9 Do’s and Don’ts for Aerial Training

  1. Beauty pageant it is not - Wear appropriate exercise clothes - Clothes that are too loose or flouncy make it difficult to do aerials.  Zips or large buttons hurt - believe me. Remove dangly earrings and other jewellery that might get in the way or be dangerous if pulled off.
  2. Imelda doesn’t dance - Correct footwear is essential - Runners are great to learn aerials in with great support and cushioning. Be careful when transitioning into dance shoes, especially for girls wearing high heels, as landing moves can feel quite different. You should practice a lot before putting these moves into routines. 

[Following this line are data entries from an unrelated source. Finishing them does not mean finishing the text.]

//! Ordered subscriber list used for state-change notifications.
//!
//! Handlers run synchronously in registration order. A handler may add or
//! remove listeners (itself included) or trigger a nested `emit` while it runs;
//! each `emit` iterates a snapshot taken when it started.

use std::cell::RefCell;
use std::fmt;
use std::rc::Rc;

use crate::ids::{IdAllocator, ListenerToken};

/// Value returned by a handler to say whether it stays subscribed.
#[derive(Copy, Clone, Debug, Eq, PartialEq)]
pub enum Listen {
    Keep,
    Remove,
}

type Handler<T> = Rc<dyn Fn(&T) -> Listen>;

pub struct EventChannel<T> {
    ids: RefCell<IdAllocator>,
    handlers: RefCell<Vec<(ListenerToken, Handler<T>)>>,
}

impl<T> Default for EventChannel<T> {
    fn default() -> Self {
        Self {
            ids: RefCell::new(IdAllocator::new()),
            handlers: RefCell::new(Vec::new()),
        }
    }
}

impl<T> fmt::Debug for EventChannel<T> {
    fn fmt(&self, f: &mut fmt::Formatter<'_>) -> fmt::Result {
        f.debug_struct("EventChannel")
            .field("listeners", &self.len())
            .finish()
    }
}

impl<T> EventChannel<T> {
    pub fn new() -> Self {
        Self::default()
    }

    /// Subscribe a handler; it is called for every subsequent `emit`.
    pub fn add<F>(&self, handler: F) -> ListenerToken
    where
        F: Fn(&T) -> Listen + 'static,
    {
        let token = self.ids.borrow_mut().alloc_listener();
        self.handlers.borrow_mut().push((token, Rc::new(handler)));
        token
    }

    /// Unsubscribe. Returns false if the token was not (or no longer) registered.
    pub fn remove(&self, token: ListenerToken) -> bool {
        let mut handlers = self.handlers.borrow_mut();
        let before = handlers.len();
        handlers.retain(|(t, _)| *t != token);
        handlers.len() != before
    }

    pub fn contains(&self, token: ListenerToken) -> bool {
        self.handlers.borrow().iter().any(|(t, _)| *t == token)
    }

    pub fn len(&self) -> usize {
        self.handlers.borrow().len()
    }

    pub fn is_empty(&self) -> bool {
        self.handlers.borrow().is_empty()
    }

    /// Notify every handler subscribed when the call began.
    pub fn emit(&self, event: &T) {
        let snapshot: Vec<(ListenerToken, Handler<T>)> = self.handlers.borrow().clone();
        for (token, handler) in snapshot {
            // Skip handlers removed by an earlier handler in this same pass.
            if !self.contains(token) {
                continue;
            }
            if handler(event) == Listen::Remove {
                self.remove(token);
            }
        }
    }
}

  3. To plank or not to plank - Warm up increases heart and breathing rate, prepares the body for activity, helps to prevent Injury, prepares the mind for the activity, increases the body's core temperature, promotes blood flow to the muscles which in turn increases oxygen to the muscles and prepares your nerve-to muscle pathways so that they are ready for exercise. 
  4. It’s not a silent disco - Great communication with your dance partner is of utmost importance and decreases room for error. Make sure you are on the same page, especially if moves can be broken down into smaller sections. There is nothing worse than each partner being in different chapters, let alone the same page. 

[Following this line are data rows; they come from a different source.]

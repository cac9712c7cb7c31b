use std::collections::HashMap;
use std::fs;
use std::path::{Path, PathBuf};

use anyhow::{anyhow, Context, Result};
use once_cell::sync::Lazy;
use serde::de::DeserializeOwned;
use serde::Deserialize;

static MANIFEST: Lazy<Manifest> = Lazy::new(|| {
    let raw = include_str!("../../../../fixtures/manifest.json");
    serde_json::from_str(raw).expect("fixtures manifest should parse")
});

#[derive(Debug, Deserialize)]
struct Manifest {
    #[serde(rename = "state-tables")]
    state_tables: HashMap<String, String>,
}

fn fixtures_root() -> PathBuf {
    Path::new(env!("CARGO_MANIFEST_DIR")).join("../../../fixtures")
}

fn resolve_path(rel: &str) -> PathBuf {
    fixtures_root().join(rel)
}

fn read_to_string(rel: &str) -> Result<String> {
    let path = resolve_path(rel);
    fs::read_to_string(&path)
        .with_context(|| format!("failed to read fixture at {}", path.display()))
}

fn load_json<T: DeserializeOwned>(rel: &str) -> Result<T> {
    let text = read_to_string(rel)?;
    serde_json::from_str(&text).with_context(|| format!("failed to parse JSON fixture {rel}"))
}

fn lookup<'a, T>(map: &'a HashMap<String, T>, kind: &str, name: &str) -> Result<&'a T> {
    map.get(name)
        .ok_or_else(|| anyhow!("unknown {kind} fixture '{name}'"))
}

/// Stored state tables (`{ "<state>": { "duration": .., "transition": .. } }`).
pub mod state_tables {
    use super::*;

    pub fn keys() -> Vec<String> {
        MANIFEST.state_tables.keys().cloned().collect()
    }

    pub fn json(name: &str) -> Result<String> {
        let rel = lookup(&MANIFEST.state_tables, "state table", name)?;
        read_to_string(rel)
    }

    pub fn load<T: DeserializeOwned>(name: &str) -> Result<T> {
        let rel = lookup(&MANIFEST.state_tables, "state table", name)?;
        super::load_json(rel)
    }

    pub fn path(name: &str) -> Result<PathBuf> {
        let rel = lookup(&MANIFEST.state_tables, "state table", name)?;
        Ok(resolve_path(rel))
    }
}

  5. Safety is not an accident - Safety comes first - Don’t lead aerials on dancers that you have not practiced with; don’t assume all partners want to do aerials; use experienced spotters; bend zee knees; remember technique; practice good landings; don’t be blasé; be smart, safe and controlled!! 
  6. Don’t end up on Jerry Springer - blaming one another for mishaps is the opposite of good training. 
  7. Pick me!! No, Pick me!! - Select a partner that is suitable for aerial work - A good rule of thumb is that the “fly” (usually the female partner - the “liftee") is no more than 2/3rds the weight of the base (the male or “lifter-er-er"). 
  8. Etiquette is bettiquette - Social dance floors are unpredictable places. You might know what you’re doing but other dancers may not, and can easily move into your space. As everyone has experienced on a social floor, you often find yourself a “clear” space and then within seconds three other couples have danced into that area. 
  9. Trust and Practice, Trust and Practice, Trust and Practice - Need I say more?!?